To paraphrase, it’s often easier to trick people into giving you the information you want than it is to try to crack security.

This principle is applied in a lot of different ways and in a lot of different circumstances. Hackers do it. Reporters do it. Private investigators do it. Narcs and other vice cops do it. And activists can do it too. This technique isn’t for everyone; there’s something fundamentally unwholesome and mean-spirited about it. But by the same token, it may represent your only opportunity to confront someone responsible for committing or enabling serious harm, so there might be a case when you would deem it acceptable.

(Important Disclaimer: I am also not advocating that you go out and do anything illegal, like posing as a member of law enforcement, assuming someone else’s identity or gaining unauthorized access to a computer system. If you do, and you get caught, it’s your own stupid goddamned fault. I’m not your mommy.)

That said, there may be times when it would be to your advantage to at least try to gain direct access to executives who might not want to make themselves available to the public — be it the high point of your homemade documentary exposing the local plant’s dumping of PCBs into the watershed or a simple petition for redress from a credit reporting agency that has somehow bungled your elderly neighbor’s serious complaint.

So how does one go about getting a CEO’s e-mail address, unlisted home phone number and/or mistress’s street address? There are two proven strategies - the Carrot & the Stick.

The Carrot: Select a target — someone who has the information you want about your trophy (the executive you want access to). Build the target’s trust slowly and then exploit it. This approach takes a lot more research and effort than its alternative but, if successful, gives you far greater access to your target for a longer period of time. The idea here is that if you can overcome a person’s natural distrust of strangers, you can offer them incentive to give you, Not A Stranger, the information you want. And they will do this without feeling as if they are doing anything wrong in the process.
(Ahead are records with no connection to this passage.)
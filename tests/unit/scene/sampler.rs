use super::*;

#[test]
fn half_way_through_tall_region() {
    let g = ScrollGeometry::new(-600.0, 2000.0, 800.0);
    assert_eq!(g.total_scroll(), 1200.0);
    assert_eq!(g.progress(), 0.5);
}

#[test]
fn region_not_entered_yet_is_zero() {
    let g = ScrollGeometry::new(350.0, 2000.0, 800.0);
    assert_eq!(g.progress(), 0.0);
}

#[test]
fn region_scrolled_past_is_one() {
    let g = ScrollGeometry::new(-5000.0, 2000.0, 800.0);
    assert_eq!(g.progress(), 1.0);
}

#[test]
fn short_region_is_near_binary() {
    let g = ScrollGeometry::new(-1.0, 400.0, 800.0);
    assert_eq!(g.total_scroll(), 1.0);
    assert_eq!(g.progress(), 1.0);
    assert_eq!(ScrollGeometry::new(-250.0, 400.0, 800.0).progress(), 1.0);
    assert_eq!(ScrollGeometry::new(0.0, 400.0, 800.0).progress(), 0.0);
    assert_eq!(ScrollGeometry::new(-0.25, 400.0, 800.0).progress(), 0.25);
}

#[test]
fn progress_is_always_in_unit_range() {
    let values = [
        f64::NEG_INFINITY,
        -1e12,
        -1234.5,
        -1.0,
        -0.0,
        0.0,
        0.5,
        800.0,
        1e12,
        f64::INFINITY,
        f64::NAN,
    ];
    for &top in &values {
        for &height in &values {
            for &viewport in &values {
                let p = ScrollGeometry::new(top, height, viewport).progress();
                assert!(
                    (0.0..=1.0).contains(&p),
                    "top={top} height={height} viewport={viewport} -> {p}"
                );
            }
        }
    }
}

#[test]
fn from_rect_uses_top_and_height() {
    let rect = kurbo::Rect::new(0.0, -600.0, 1280.0, 1400.0);
    let g = ScrollGeometry::from_rect(rect, 800.0);
    assert_eq!(g.region_top, -600.0);
    assert_eq!(g.region_height, 2000.0);
    assert_eq!(g.progress(), 0.5);
}
//! scroll-curves evaluates scroll-driven animation curves for landing-page scenes.
//!
//! The crate owns the numeric core of parallax, reveal and morphing-blob effects and leaves
//! the DOM to the embedder:
//!
//! 1. **Sample**: `ScrollGeometry -> progress` in `[0, 1]`
//! 2. **Interpolate**: `SceneConfig + Bindings + progress -> SceneFrame` via additive keyframe
//!    windows, phase-shifted blob layers and spotlight pulses
//! 3. **Apply**: a [`StyleSink`] writes the frame (see [`CssSink`] for CSS declarations)
//!
//! [`SceneContext`] ties the steps together with the per-frame update throttle, the
//! reduced-motion fallback and the one-shot reveal latch.
//!
//! Sampling and interpolation are total: every input is clamped and nothing in the hot path
//! returns an error.
#![forbid(unsafe_code)]
#![warn(missing_docs)]

mod animation;
mod foundation;
mod scene;
mod style;

pub use animation::curve::Curve;
pub use animation::ease::Ease;
pub use animation::morph::{BorderRadius, MorphFrame, MorphSpec};
pub use animation::span::{Lerp, Span};
pub use animation::window::{KeyframeWindow, SpotlightWindow, spotlight, window_progress};
pub use foundation::error::{ScrollError, ScrollResult};
pub use foundation::math::{clamp, clamp01, lerp};
pub use scene::config::{
    Bindings, ChannelCurves, RevealConfig, SceneConfig, TargetKind, TargetSpec,
};
pub use scene::context::SceneContext;
pub use scene::evaluator::SceneEvaluator;
pub use scene::frame::{Frame, LengthUnit, SceneFrame, TargetFrames};
pub use scene::motion::MotionPreference;
pub use scene::presets::PRESET_NAMES;
pub use scene::reveal::{RevealEvent, RevealObserver, intersection_ratio};
pub use scene::sampler::ScrollGeometry;
pub use scene::scheduler::{FrameScheduler, UpdateTrigger};
pub use style::css::{CssSink, ElementKey, SPOTLIGHT_PROPERTY, declarations, transform_value};
pub use style::sink::{InMemorySink, StyleSink};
There are a number of really underhanded ways to accomplish this, from dating your trophy’s personal assistant and sneaking a peek at her PDA, to joining the same gym as someone a few levels down the corporate ladder, to taking a part-time job at the gas station closest to a target’s home or office. The only important thing is to become Not A Stranger to someone who has the sort of information you need about your trophy. (Your mileage here will vary roughly in proportion to your ambition.)

At that point, it’s a simple matter of cooking up a plausible excuse and asking for help. If you’ve done your job and become Not A Stranger, your target will want to help you. Then you just have to do the deed and live with yourself afterwards (you rotten bastard).

The alternative is…

The Stick: Establish an assumed authority, confuse your target and quickly bully information from them. This technique requires that you fill your target with a sense of urgency sufficient to break down their tendency to distrust you. In order for this to work, it has to inspire immediacy and the implied alternative to not giving you the information has to be more painful than the potential repercussions of helping you. It helps here if you can catch your target in a position where they’re out of direct contact with your trophy. Executives tend to travel a lot, and their scheduled appearences may be public record.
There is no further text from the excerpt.